★★★½
Antonio Campos' 2020 adaptation of Donald Ray Pollock's 2011 novel of the same name is an extremely ambitious film that contains more plot strands than it has time to thread together. While the treatment of its grandiose themes only works (ahem) some of the time, it's an engaging, enthralling watch all of the time (/applause), even if some will find a few moments unbearably difficult to stomach. This is an oppressive, punishingly dark film.
There are so many characters and timelines at play here that to list them would read like a biblical genealogy, so I'll provide a purely superficial synopsis. The story ultimately centres on Arvin Russell, a young man whom we track through various stages of childhood and adolescence, until he is eventually played by an excellent Tom Holland as a young man. His father, Willard (Bill Skarsgård), who suffers PTSD from WWII, is the kind of father that believes violence is usually the answer, to the extent that he actively teaches his son to think the same. He has a complicated relationship with religion, no doubt stemming from a gruesome encounter on the battlefield that we briefly (and regrettably) relive with him. These two conflicting character traits plague Arvin as he wrestles with them throughout his young life, while being constantly buffeted by familial sickness and death, corrupt police, evil preachers (including a noteworthy Robert Pattinson in his most reprehensible role since Edward Cullen, in a good way) and a murderous photographer. Each of the peripheral devils unknowingly circle Arvin like sharks until he is forced to try to put an end to the cycle of death (and there is SO much death).
Faith and religion are central themes. You could describe The Devil All the Time as a sprawling, spiraling chronicle of soulless characters, each with varying degrees of delusion about what God is telling them to do. Some genuinely believe they hear the voice of God and act on it, usually with fatal consequences. Some clearly cover their blatantly homicidal thoughts with a thin veneer of divine instruction. The point is, either way, death is usually the result. It raises some interesting questions of accountability and morality by presenting us with undeniably murky waters - does the ending of one life justify the ending of another? Sometimes, the film tries to offer an answer by way of our protagonist, but when he is far from blameless himself, we're left with the same result: the same question, posed in a different way, but answered again with death. Many characters ask questions of God, but none wait to hear the answer.

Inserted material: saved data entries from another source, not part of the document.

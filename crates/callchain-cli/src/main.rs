//! CLI entrypoint for the callchain analyser.
//!
//! The binary delegates to [`callchain_cli::run`], which loads configuration,
//! parses the subcommand, and writes the resulting call graph.

use std::io::{self, StderrLock, StdoutLock};
use std::process::ExitCode;

fn main() -> ExitCode {
    let mut stdout: StdoutLock<'_> = io::stdout().lock();
    let mut stderr: StderrLock<'_> = io::stderr().lock();
    callchain_cli::run(std::env::args_os(), &mut stdout, &mut stderr)
}
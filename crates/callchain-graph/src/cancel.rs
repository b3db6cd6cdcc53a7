//! Cooperative cancellation for long-running traversals.

use std::sync::Arc;
use std::sync::atomic::{AtomicBool, Ordering};

use crate::error::GraphError;

/// Shared flag polled by the explorer at every recursion step.
///
/// Clones observe the same flag, so a handle kept by the host can abort a
/// traversal running elsewhere.
#[derive(Debug, Clone, Default)]
pub struct CancellationToken {
    cancelled: Arc<AtomicBool>,
}

impl CancellationToken {
    /// Creates a token that has not been cancelled.
    #[must_use]
    pub fn new() -> Self {
        Self::default()
    }

    /// Requests cancellation.
    pub fn cancel(&self) {
        self.cancelled.store(true, Ordering::SeqCst);
    }

    /// Returns whether cancellation was requested.
    #[must_use]
    pub fn is_cancelled(&self) -> bool {
        self.cancelled.load(Ordering::SeqCst)
    }

    /// Returns `Err(GraphError::Cancelled)` once cancellation was requested.
    ///
    /// # Errors
    /// Returns [`GraphError::Cancelled`] when the token has been tripped.
    pub fn check(&self) -> Result<(), GraphError> {
        if self.is_cancelled() {
            Err(GraphError::Cancelled)
        } else {
            Ok(())
        }
    }

    /// Exposes the underlying flag for signal handler registration.
    #[must_use]
    pub fn flag(&self) -> Arc<AtomicBool> {
        Arc::clone(&self.cancelled)
    }
}
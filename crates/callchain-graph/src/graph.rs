//! Call graph structure and assembly.
//!
//! [`GraphAssembler`] accumulates edges while a traversal runs and
//! guarantees at most one edge per ordered `(source, target)` pair.
//! [`finalize`] turns the accumulated nodes and edges into an immutable
//! [`CallGraph`], classifying every node from its final degrees and
//! optionally pruning entry points that nothing calls.

use std::collections::{HashMap, HashSet};

use serde::Serialize;
use tracing::debug;

use crate::edge::CallEdge;
use crate::error::GraphError;
use crate::node::{CallNode, NodeId, NodeType};

const ASSEMBLER_TARGET: &str = "callchain_graph::assembler";

/// Accumulates edges discovered during a traversal.
#[derive(Debug, Clone, Default)]
pub struct GraphAssembler {
    edges: Vec<CallEdge>,
    positions: HashMap<(NodeId, NodeId), usize>,
}

impl GraphAssembler {
    /// Creates an empty assembler.
    #[must_use]
    pub fn new() -> Self {
        Self::default()
    }

    /// Adds an edge unless the same ordered pair was already recorded.
    ///
    /// A plain call edge replaces a recursive back-edge stored for the same
    /// pair, so the flag never depends on discovery order. Returns true when
    /// the pair was new.
    pub fn add_edge(&mut self, edge: CallEdge) -> bool {
        let pair = (edge.source().clone(), edge.target().clone());
        if let Some(&position) = self.positions.get(&pair) {
            if let Some(stored) = self.edges.get_mut(position)
                && stored.is_recursive()
                && !edge.is_recursive()
            {
                *stored = edge;
            }
            return false;
        }
        self.positions.insert(pair, self.edges.len());
        self.edges.push(edge);
        true
    }

    /// Returns whether an edge `source -> target` was recorded.
    #[must_use]
    pub fn contains_edge(&self, source: &NodeId, target: &NodeId) -> bool {
        self.positions.contains_key(&(source.clone(), target.clone()))
    }

    /// Returns the number of distinct edges recorded.
    #[must_use]
    pub fn edge_count(&self) -> usize {
        self.edges.len()
    }

    /// Consumes the assembler, yielding the deduplicated edges in discovery
    /// order.
    #[must_use]
    pub fn into_edges(self) -> Vec<CallEdge> {
        self.edges
    }
}

/// Builds the final graph from accumulated nodes and edges.
///
/// Duplicate edges collapse to one and edges referencing unknown nodes are
/// discarded. With `prune_uncalled_entries`, entry nodes with no incoming
/// edges are removed together with their edges, repeating until no such
/// entry remains, so that pruning a finished graph again changes nothing.
#[must_use]
pub fn finalize(nodes: Vec<CallNode>, edges: Vec<CallEdge>, prune_uncalled_entries: bool) -> CallGraph {
    let mut graph = CallGraph::from_parts(nodes, edges);
    if prune_uncalled_entries {
        graph.prune_uncalled_entries();
    }
    graph.classify();
    debug!(
        target: ASSEMBLER_TARGET,
        nodes = graph.node_count(),
        edges = graph.edge_count(),
        pruned = prune_uncalled_entries,
        "graph finalised"
    );
    graph
}

/// A finished call graph: deduplicated nodes and edges, every node
/// classified.
///
/// Serialises as `{ "nodes": [...], "edges": [...] }`.
#[derive(Debug, Clone, Default, Serialize)]
pub struct CallGraph {
    nodes: Vec<CallNode>,
    edges: Vec<CallEdge>,
    #[serde(skip)]
    index: HashMap<NodeId, usize>,
}

impl CallGraph {
    /// Creates a new empty call graph.
    #[must_use]
    pub fn new() -> Self {
        Self::default()
    }

    fn from_parts(nodes: Vec<CallNode>, edges: Vec<CallEdge>) -> Self {
        let mut graph = Self::default();
        for node in nodes {
            if graph.index.contains_key(node.id()) {
                continue;
            }
            graph.index.insert(node.id().clone(), graph.nodes.len());
            graph.nodes.push(node);
        }

        let mut assembler = GraphAssembler::new();
        for edge in edges {
            if graph.index.contains_key(edge.source()) && graph.index.contains_key(edge.target()) {
                assembler.add_edge(edge);
            }
        }
        graph.edges = assembler.into_edges();
        graph
    }

    fn prune_uncalled_entries(&mut self) {
        loop {
            let uncalled: HashSet<NodeId> = self
                .nodes
                .iter()
                .filter(|node| node.is_entry() && self.in_degree(node.id()) == 0)
                .map(|node| node.id().clone())
                .collect();
            if uncalled.is_empty() {
                return;
            }
            debug!(
                target: ASSEMBLER_TARGET,
                removed = uncalled.len(),
                "pruning uncalled entry methods"
            );
            self.nodes.retain(|node| !uncalled.contains(node.id()));
            self.edges
                .retain(|edge| !uncalled.iter().any(|id| edge.references(id)));
            self.reindex();
        }
    }

    fn reindex(&mut self) {
        self.index = self
            .nodes
            .iter()
            .enumerate()
            .map(|(position, node)| (node.id().clone(), position))
            .collect();
    }

    fn classify(&mut self) {
        let mut incoming: HashMap<NodeId, usize> = HashMap::new();
        let mut outgoing: HashMap<NodeId, usize> = HashMap::new();
        for edge in &self.edges {
            *outgoing.entry(edge.source().clone()).or_default() += 1;
            *incoming.entry(edge.target().clone()).or_default() += 1;
        }
        for node in &mut self.nodes {
            let in_degree = incoming.get(node.id()).copied().unwrap_or_default();
            let out_degree = outgoing.get(node.id()).copied().unwrap_or_default();
            node.set_node_type(NodeType::classify(in_degree, out_degree));
        }
    }

    /// Returns the node with the given ID.
    #[must_use]
    pub fn node(&self, id: &NodeId) -> Option<&CallNode> {
        self.index
            .get(id)
            .and_then(|&position| self.nodes.get(position))
    }

    /// Returns the node with the given ID, or an error if not found.
    ///
    /// # Errors
    /// Returns `GraphError::NodeNotFound` if no node with the given ID exists.
    pub fn get_node(&self, id: &NodeId) -> Result<&CallNode, GraphError> {
        self.node(id)
            .ok_or_else(|| GraphError::node_not_found(id.as_str()))
    }

    /// Returns the nodes in order of first discovery.
    #[must_use]
    pub fn nodes(&self) -> &[CallNode] {
        &self.nodes
    }

    /// Returns the number of nodes in the graph.
    #[must_use]
    pub fn node_count(&self) -> usize {
        self.nodes.len()
    }

    /// Returns the edges in order of first discovery.
    #[must_use]
    pub fn edges(&self) -> &[CallEdge] {
        &self.edges
    }

    /// Returns the number of edges in the graph.
    #[must_use]
    pub fn edge_count(&self) -> usize {
        self.edges.len()
    }

    /// Returns whether the graph is empty.
    #[must_use]
    pub fn is_empty(&self) -> bool {
        self.nodes.is_empty()
    }

    /// Returns whether the graph contains a node with the given ID.
    #[must_use]
    pub fn contains_node(&self, id: &NodeId) -> bool {
        self.index.contains_key(id)
    }

    /// Returns whether the graph has an edge `source -> target`.
    #[must_use]
    pub fn contains_edge(&self, source: &NodeId, target: &NodeId) -> bool {
        self.edges
            .iter()
            .any(|edge| edge.source() == source && edge.target() == target)
    }

    /// Number of edges whose target is `id`.
    #[must_use]
    pub fn in_degree(&self, id: &NodeId) -> usize {
        self.edges.iter().filter(|edge| edge.target() == id).count()
    }

    /// Number of edges whose source is `id`.
    #[must_use]
    pub fn out_degree(&self, id: &NodeId) -> usize {
        self.edges.iter().filter(|edge| edge.source() == id).count()
    }

    /// Returns the nodes that call the given node.
    pub fn callers_of<'a>(&'a self, id: &'a NodeId) -> impl Iterator<Item = &'a CallNode> + 'a {
        self.edges
            .iter()
            .filter(move |edge| edge.target() == id)
            .filter_map(|edge| self.node(edge.source()))
    }

    /// Returns the nodes called by the given node.
    pub fn callees_of<'a>(&'a self, id: &'a NodeId) -> impl Iterator<Item = &'a CallNode> + 'a {
        self.edges
            .iter()
            .filter(move |edge| edge.source() == id)
            .filter_map(|edge| self.node(edge.target()))
    }

    /// Returns the nodes classified as [`NodeType::Root`].
    pub fn roots(&self) -> impl Iterator<Item = &CallNode> {
        self.nodes_of_type(NodeType::Root)
    }

    /// Returns the nodes classified as [`NodeType::Leaf`].
    pub fn leaves(&self) -> impl Iterator<Item = &CallNode> {
        self.nodes_of_type(NodeType::Leaf)
    }

    fn nodes_of_type(&self, node_type: NodeType) -> impl Iterator<Item = &CallNode> {
        self.nodes
            .iter()
            .filter(move |node| node.node_type() == node_type)
    }

    /// Finds a node by `Class.method` or bare method name.
    ///
    /// Returns the first match in discovery order.
    #[must_use]
    pub fn find_by_method(&self, name: &str) -> Option<&CallNode> {
        self.nodes
            .iter()
            .find(|node| node.method_name() == name || node.qualified_name() == name)
    }

    /// Re-runs pruning and classification on an already finished graph.
    #[must_use]
    pub fn refinalize(self, prune_uncalled_entries: bool) -> Self {
        finalize(self.nodes, self.edges, prune_uncalled_entries)
    }
}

It should come as no surprise to hear that another guiding principle of the narrative is death and violence itself. The film's dark underbelly feels tonally reminiscent of the Coen Brothers' No Country For Old Men, where each instance of violence is brief so as not to be gratuitous (bar one moment that men in particular will find difficult not to look away from), but often so visceral that it sticks with you as if the camera had lingered on it for minutes. It's by no means a gore fest, but its impact will be too much for some. The hand-on-mouth tally was high with this one. Death is haunting every frame, waiting around every corner, sometimes without warning, and is not interested in your favourite characters. A bit like, well, death.
If you are waiting for the part of the review that talks about the hopeful moment of redemption that eventually breaks the drought of optimism and human decency, you understand what it's like to watch this film. It is exceptionally well acted and stunningly directed, even if it doesn't always keep all the narrative plates spinning. The score by Danny Bensi and Saunder Jurriaans (of Ozark fame) is masterclass-level brilliant in terms of both atmosphere and being foreboding without foretelling. Unfortunately, I found the narration unnecessarily obtrusive in some key moments and the central-American drawl quite hard to decipher sometimes, but I refuse to watch an English-language film with English subtitles, so there.
Do not read all of the above insistence of the film's grittiness as a criticism. Art doesn't promise us freedom from feeling uncomfortable or challenged (nor should it), but it does promise us freedom from its reality, to give us distance, a chance to breathe and pause to consider its message. A highlight of The Devil All the Time is the way in which it flicks backwards and forwards through time, sometimes re-watching itself as we might re-read chapters of a book to gain further insight. This, coupled with a promising opening act, hint at a slightly more cohesive film buried beneath the surface, but what is promised isn't always delivered. A bit like, well, life.
The Devil All the Time is streaming on Netflix now.